Scritti varii. ("Miscellaneous Writings"):

Vol. I, Primi Saggi, 1919. ("Early Essays.")

The following volumes are not included in the Laterza edition of Croce's works:

Cultura e vita morale, Bari, 1914. ("Culture and Moral Life.") Aneddoti e profili settecenteschi, Palermo, 1914. ("Anecdotes and Profiles of the Eighteenth Century.")

Contributo alla critica di me stesso, Naples, 1918. ("Contribution to a Criticism of Myself"; one hundred copies printed for private distribution.)

[Pg 307]

Curiosità storiche, Naples, 1920. ("Historical Curiosities.")

Pagine Sparse, edited by G. Castellano, Naples, 1919-1920. ("Scattered Pages," consisting of Pagine di letteratura e di cultura, 2 vols.; Pagine sulla guerra; and Memorie, scritti biografici e appunti storici.)

A complete bibliography, cataloguing the whole of Croce's multifarious activity, is outside the scope of this note. The nearest approach to it can be found in G. Castellano's Introduzione alle opere di B. Croce, Bari, 1920, which contains, besides, a full list of translations in eight languages, a bibliography of the Italian and foreign critical literature on Croce, and a very useful series of abstracts of discussions and judgments on Croce's work.

Besides articles and essays in American and English magazines and reviews, the following works of Croce have been translated into English: the four volumes of the Filosofia dello Spirito, the essay on Hegel, the Essence of Æsthetics, and the essays on Ariosto, Shakespeare, and Corneille, by Douglas Ainslie; the essay on Vico, by R. G. Collingwood, and the essays on Historical Materialism, by C. M. Meredith. But the English or American student of Croce ought to rely as little as possible on translations; the reading of the Italian text will be found comparatively easy, on the basis of a good acquaintance with Latin or with French. The labour entailed by the surmounting of the first difficulties will be largely repaid by the advantages gained in coming into direct contact with Croce's thought, and by the acquisition of at least a reading knowledge of Italian.

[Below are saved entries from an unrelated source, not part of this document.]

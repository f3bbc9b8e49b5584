use super::{output, run_err};
use crate::EvalErrorKind;
use pretty_assertions::assert_eq;

#[test]
fn default_parameters() {
    let src = "
fn f(a, b = 2) { return a + b }
print f(1)
print f(1, 5)
";
    assert_eq!(output(src), "3\n6\n");
}

#[test]
fn defaults_see_earlier_parameters() {
    assert_eq!(output("fn f(a, b = a * 10) { return b }\nprint f(4)"), "40\n");
}

#[test]
fn missing_arguments_are_null_and_extras_ignored() {
    let src = "
fn f(a, b) { return b }
print f(1)
print f(1, 2, 3)
";
    assert_eq!(output(src), "null\n2\n");
}

#[test]
fn function_without_return_yields_null() {
    assert_eq!(output("fn f() { let x = 1 }\nprint f()"), "null\n");
}

#[test]
fn functions_see_globals_but_not_caller_locals() {
    let src = "
let g = 10
fn read() { return g }
print read()
fn outer() {
    let local = 1
    return inner()
}
fn inner() { return local }
outer()
";
    let err = run_err(src);
    assert_eq!(err.message, "undefined variable 'local'");
    assert_eq!(err.line, Some(9));
}

#[test]
fn functions_update_globals() {
    let src = "
let count = 0
fn bump() { count += 1 }
bump()
bump()
print count
";
    assert_eq!(output(src), "2\n");
}

#[test]
fn recursion() {
    let src = "
fn fib(n) {
    if n < 2 { return n }
    return fib(n - 1) + fib(n - 2)
}
print fib(15)
";
    assert_eq!(output(src), "610\n");
}

#[test]
fn functions_may_be_called_before_later_definitions_run() {
    let src = "
fn a() { return b() }
fn b() { return 3 }
print a()
";
    assert_eq!(output(src), "3\n");
}

#[test]
fn recursion_limit() {
    let err = run_err("fn down(n) { return down(n + 1) }\ndown(0)");
    assert_eq!(err.kind, EvalErrorKind::StackOverflow { depth: 200 });
    assert_eq!(err.message, "stack overflow (max 200 call depth)");
}

#[test]
fn depth_limit_allows_exactly_the_maximum() {
    let src = "
fn depth(n) {
    if n == 1 { return 1 }
    return 1 + depth(n - 1)
}
print depth(200)
";
    assert_eq!(output(src), "200\n");
}

#[test]
fn function_values() {
    let src = "
fn double(x) { return x * 2 }
let f = double
print f(21)
print type(f)
print f
";
    assert_eq!(output(src), "42\nfunction\n<fn double>\n");
}

#[test]
fn map_filter_reduce() {
    let src = r#"
fn double(x) { return x * 2 }
fn odd(x) { return x % 2 == 1 }
fn add(a, b) { return a + b }
let xs = [1, 2, 3, 4]
print map(xs, double)
print filter(xs, "odd")
print reduce(xs, add)
print reduce(xs, add, 10)
print reduce([], add)
print map(double, xs)
print map(["a", "b"], len)
"#;
    assert_eq!(
        output(src),
        "[2, 4, 6, 8]\n[1, 3]\n10\n20\nnull\n[2, 4, 6, 8]\n[1, 1]\n"
    );
}

#[test]
fn map_with_unknown_function_name() {
    let err = run_err(r#"print map([1], "nope")"#);
    assert_eq!(err.message, "map: undefined function 'nope'");
}

#[test]
fn calling_a_non_function() {
    let err = run_err("let x = 5\nprint map([1], x)");
    assert_eq!(err.message, "map: number is not callable");
    let err = run_err("missing(1)");
    assert_eq!(err.message, "undefined function 'missing'");
}

#[test]
fn callable_variable_shadows_function_namespace() {
    let src = "
fn f() { return 1 }
let g = len
print g(\"abc\")
print f()
";
    assert_eq!(output(src), "3\n1\n");
}

#[test]
fn this_is_null_in_plain_calls() {
    assert_eq!(output("fn me() { return this }\nprint me()"), "null\n");
}

#[test]
fn reduce_with_callable_first() {
    let src = "
fn add(a, b) { return a + b }
print reduce(add, [1, 2, 3]) == reduce(add, [1, 2, 3], 0)
print reduce(add, [])
";
    assert_eq!(output(src), "true\nnull\n");
}
//! Command handlers for the `jung` binary.

mod repl;
mod run;

pub use repl::{run_repl, PROMPT};
pub use run::{run_file, run_source};
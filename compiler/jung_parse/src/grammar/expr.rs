//! Expression parsing.
//!
//! Precedence, lowest first:
//!
//! | Level          | Operators                     |
//! |----------------|-------------------------------|
//! | ternary        | `c ? a : b` (right-assoc)     |
//! | or             | `or`                          |
//! | and            | `and`                         |
//! | comparison     | `== != < > <= >=`             |
//! | additive       | `+ -`                         |
//! | multiplicative | `* / %`                       |
//! | unary          | `not`, `-`                    |
//! | postfix        | `[index]`, `.field`, `.m()`   |

use jung_ir::{BinaryOp, Expr, ExprKind, InterpPart, UnaryOp};
use jung_lexer::{StrPart, TokenKind};
use jung_stack::ensure_sufficient_stack;

use crate::{parse_fragment, ParseError, Parser};

impl Parser<'_> {
    /// Parse an expression at the lowest precedence level.
    pub(crate) fn parse_expression(&mut self) -> Result<Expr, ParseError> {
        ensure_sufficient_stack(|| self.parse_ternary())
    }

    fn parse_ternary(&mut self) -> Result<Expr, ParseError> {
        let cond = self.parse_or()?;
        if !self.cursor.check(&TokenKind::Question) {
            return Ok(cond);
        }
        let line = self.cursor.advance().line;
        let then_branch = self.parse_expression()?;
        self.cursor
            .expect(&TokenKind::Colon, "Expected ':' in ternary expression")?;
        let else_branch = self.parse_expression()?;
        Ok(Expr::new(
            ExprKind::Ternary {
                cond: Box::new(cond),
                then_branch: Box::new(then_branch),
                else_branch: Box::new(else_branch),
            },
            line,
        ))
    }

    fn parse_or(&mut self) -> Result<Expr, ParseError> {
        let mut left = self.parse_and()?;
        while self.cursor.check(&TokenKind::Or) {
            let line = self.cursor.advance().line;
            let right = self.parse_and()?;
            left = binary(BinaryOp::Or, left, right, line);
        }
        Ok(left)
    }

    fn parse_and(&mut self) -> Result<Expr, ParseError> {
        let mut left = self.parse_comparison()?;
        while self.cursor.check(&TokenKind::And) {
            let line = self.cursor.advance().line;
            let right = self.parse_comparison()?;
            left = binary(BinaryOp::And, left, right, line);
        }
        Ok(left)
    }

    fn parse_comparison(&mut self) -> Result<Expr, ParseError> {
        let mut left = self.parse_additive()?;
        loop {
            let op = match self.cursor.current_kind() {
                TokenKind::EqEq => BinaryOp::Eq,
                TokenKind::NotEq => BinaryOp::NotEq,
                TokenKind::Lt => BinaryOp::Lt,
                TokenKind::LtEq => BinaryOp::LtEq,
                TokenKind::Gt => BinaryOp::Gt,
                TokenKind::GtEq => BinaryOp::GtEq,
                _ => return Ok(left),
            };
            let line = self.cursor.advance().line;
            let right = self.parse_additive()?;
            left = binary(op, left, right, line);
        }
    }

    fn parse_additive(&mut self) -> Result<Expr, ParseError> {
        let mut left = self.parse_multiplicative()?;
        loop {
            let op = match self.cursor.current_kind() {
                TokenKind::Plus => BinaryOp::Add,
                TokenKind::Minus => BinaryOp::Sub,
                _ => return Ok(left),
            };
            let line = self.cursor.advance().line;
            let right = self.parse_multiplicative()?;
            left = binary(op, left, right, line);
        }
    }

    fn parse_multiplicative(&mut self) -> Result<Expr, ParseError> {
        let mut left = self.parse_unary()?;
        loop {
            let op = match self.cursor.current_kind() {
                TokenKind::Star => BinaryOp::Mul,
                TokenKind::Slash => BinaryOp::Div,
                TokenKind::Percent => BinaryOp::Mod,
                _ => return Ok(left),
            };
            let line = self.cursor.advance().line;
            let right = self.parse_unary()?;
            left = binary(op, left, right, line);
        }
    }

    fn parse_unary(&mut self) -> Result<Expr, ParseError> {
        let op = match self.cursor.current_kind() {
            TokenKind::Not => UnaryOp::Not,
            TokenKind::Minus => UnaryOp::Neg,
            _ => return self.parse_postfix(),
        };
        let line = self.cursor.advance().line;
        let operand = ensure_sufficient_stack(|| self.parse_unary())?;
        Ok(Expr::new(
            ExprKind::Unary {
                op,
                operand: Box::new(operand),
            },
            line,
        ))
    }

    fn parse_postfix(&mut self) -> Result<Expr, ParseError> {
        let mut expr = self.parse_primary()?;
        loop {
            match self.cursor.current_kind() {
                TokenKind::LBracket => {
                    let line = self.cursor.advance().line;
                    let index = self.parse_expression()?;
                    self.cursor.expect(&TokenKind::RBracket, "Expected ']'")?;
                    expr = Expr::new(
                        ExprKind::Index {
                            object: Box::new(expr),
                            index: Box::new(index),
                        },
                        line,
                    );
                }
                TokenKind::Dot => {
                    let line = self.cursor.advance().line;
                    let name = self
                        .cursor
                        .expect_ident("Expected property name after '.'")?;
                    let kind = if self.cursor.eat(&TokenKind::LParen) {
                        let args = self.parse_call_args()?;
                        ExprKind::MethodCall {
                            receiver: Box::new(expr),
                            method: name,
                            args,
                        }
                    } else {
                        ExprKind::Property {
                            object: Box::new(expr),
                            name,
                        }
                    };
                    expr = Expr::new(kind, line);
                }
                _ => return Ok(expr),
            }
        }
    }

    /// Arguments after an opening `(`, through the closing `)`.
    fn parse_call_args(&mut self) -> Result<Vec<Expr>, ParseError> {
        self.parse_comma_list(
            &TokenKind::RParen,
            "Expected ')' after arguments",
            Self::parse_expression,
        )
    }

    fn parse_primary(&mut self) -> Result<Expr, ParseError> {
        let token = self.cursor.current();
        let line = token.line;
        let kind = match &token.kind {
            TokenKind::Number(n) => {
                self.cursor.advance();
                ExprKind::Number(*n)
            }
            TokenKind::Float(n) => {
                self.cursor.advance();
                ExprKind::Float(*n)
            }
            TokenKind::Str(s) => {
                self.cursor.advance();
                ExprKind::Str(s.clone())
            }
            TokenKind::Interpolated(parts) => {
                self.cursor.advance();
                ExprKind::Interpolation(parse_interpolation(parts)?)
            }
            TokenKind::Null => {
                self.cursor.advance();
                ExprKind::Null
            }
            TokenKind::True => {
                self.cursor.advance();
                ExprKind::Bool(true)
            }
            TokenKind::False => {
                self.cursor.advance();
                ExprKind::Bool(false)
            }
            TokenKind::This => {
                self.cursor.advance();
                ExprKind::This
            }
            TokenKind::New => {
                self.cursor.advance();
                let class = self
                    .cursor
                    .expect_ident("Expected class name after 'new'")?;
                self.cursor
                    .expect(&TokenKind::LParen, "Expected '(' after class name")?;
                let args = self.parse_call_args()?;
                ExprKind::New { class, args }
            }
            TokenKind::Ident(name) => {
                self.cursor.advance();
                if self.cursor.eat(&TokenKind::LParen) {
                    let args = self.parse_call_args()?;
                    ExprKind::Call {
                        callee: name.clone(),
                        args,
                    }
                } else {
                    ExprKind::Ident(name.clone())
                }
            }
            TokenKind::LBracket => {
                self.cursor.advance();
                let elements = self.parse_comma_list(
                    &TokenKind::RBracket,
                    "Expected ']'",
                    Self::parse_expression,
                )?;
                ExprKind::Array(elements)
            }
            TokenKind::LBrace => {
                self.cursor.advance();
                ExprKind::Object(self.parse_object_fields()?)
            }
            TokenKind::LParen => {
                self.cursor.advance();
                let inner = self.parse_expression()?;
                self.cursor
                    .expect(&TokenKind::RParen, "Expected ')' after expression")?;
                return Ok(inner);
            }
            _ => return Err(ParseError::unexpected("Expected expression", token)),
        };
        Ok(Expr::new(kind, line))
    }

    /// `key: value` pairs after `{`, through the closing `}`.
    ///
    /// Keys are identifiers or plain strings; a trailing comma is allowed.
    fn parse_object_fields(&mut self) -> Result<Vec<(String, Expr)>, ParseError> {
        let mut fields = Vec::new();
        while !self.cursor.check(&TokenKind::RBrace) {
            let key = match self.cursor.current_kind() {
                TokenKind::Ident(key) | TokenKind::Str(key) => key.clone(),
                _ => {
                    return Err(ParseError::unexpected(
                        "Expected property name",
                        self.cursor.current(),
                    ))
                }
            };
            self.cursor.advance();
            self.cursor
                .expect(&TokenKind::Colon, "Expected ':' after property name")?;
            fields.push((key, self.parse_expression()?));
            if !self.cursor.eat(&TokenKind::Comma) {
                break;
            }
        }
        self.cursor.expect(&TokenKind::RBrace, "Expected '}'")?;
        Ok(fields)
    }
}

fn binary(op: BinaryOp, left: Expr, right: Expr, line: u32) -> Expr {
    Expr::new(
        ExprKind::Binary {
            op,
            left: Box::new(left),
            right: Box::new(right),
        },
        line,
    )
}

fn parse_interpolation(parts: &[StrPart]) -> Result<Vec<InterpPart>, ParseError> {
    parts
        .iter()
        .map(|part| match part {
            StrPart::Text(text) => Ok(InterpPart::Text(text.clone())),
            StrPart::Code { source, line } => parse_fragment(source, *line).map(InterpPart::Expr),
        })
        .collect()
}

For the vast critical literature on Croce, scattered through the literary and philosophical reviews of Europe and of America during the last twenty years, we are compelled again to refer the reader to Castellano's book. We[Pg 308] shall only mark out Croce's own autobiographical notes, the Contributo listed above, which, however, having been printed for private circulation only, is not generally accessible except in the French translation printed in the Revue de Métaphysique et de Morale, XXVI, pp. 1-40. The following are the only books which give a general view of Croce's thought: G. Prezzolini, Benedetto Croce, Naples, 1909; E. Chiocchetti, La filosofia di B. Croce, Florence, 1915; H. Wildon Carr, The Philosophy of B. Croce, London, 1917. The first is an able, but very cursory sketch; the second examines Croce's philosophy from the standpoint of neoscholasticism; the third is an ample summary written by a distinguished writer well acquainted with the various currents of modern thought. Each of them ought to be read with a critical and discriminating eye.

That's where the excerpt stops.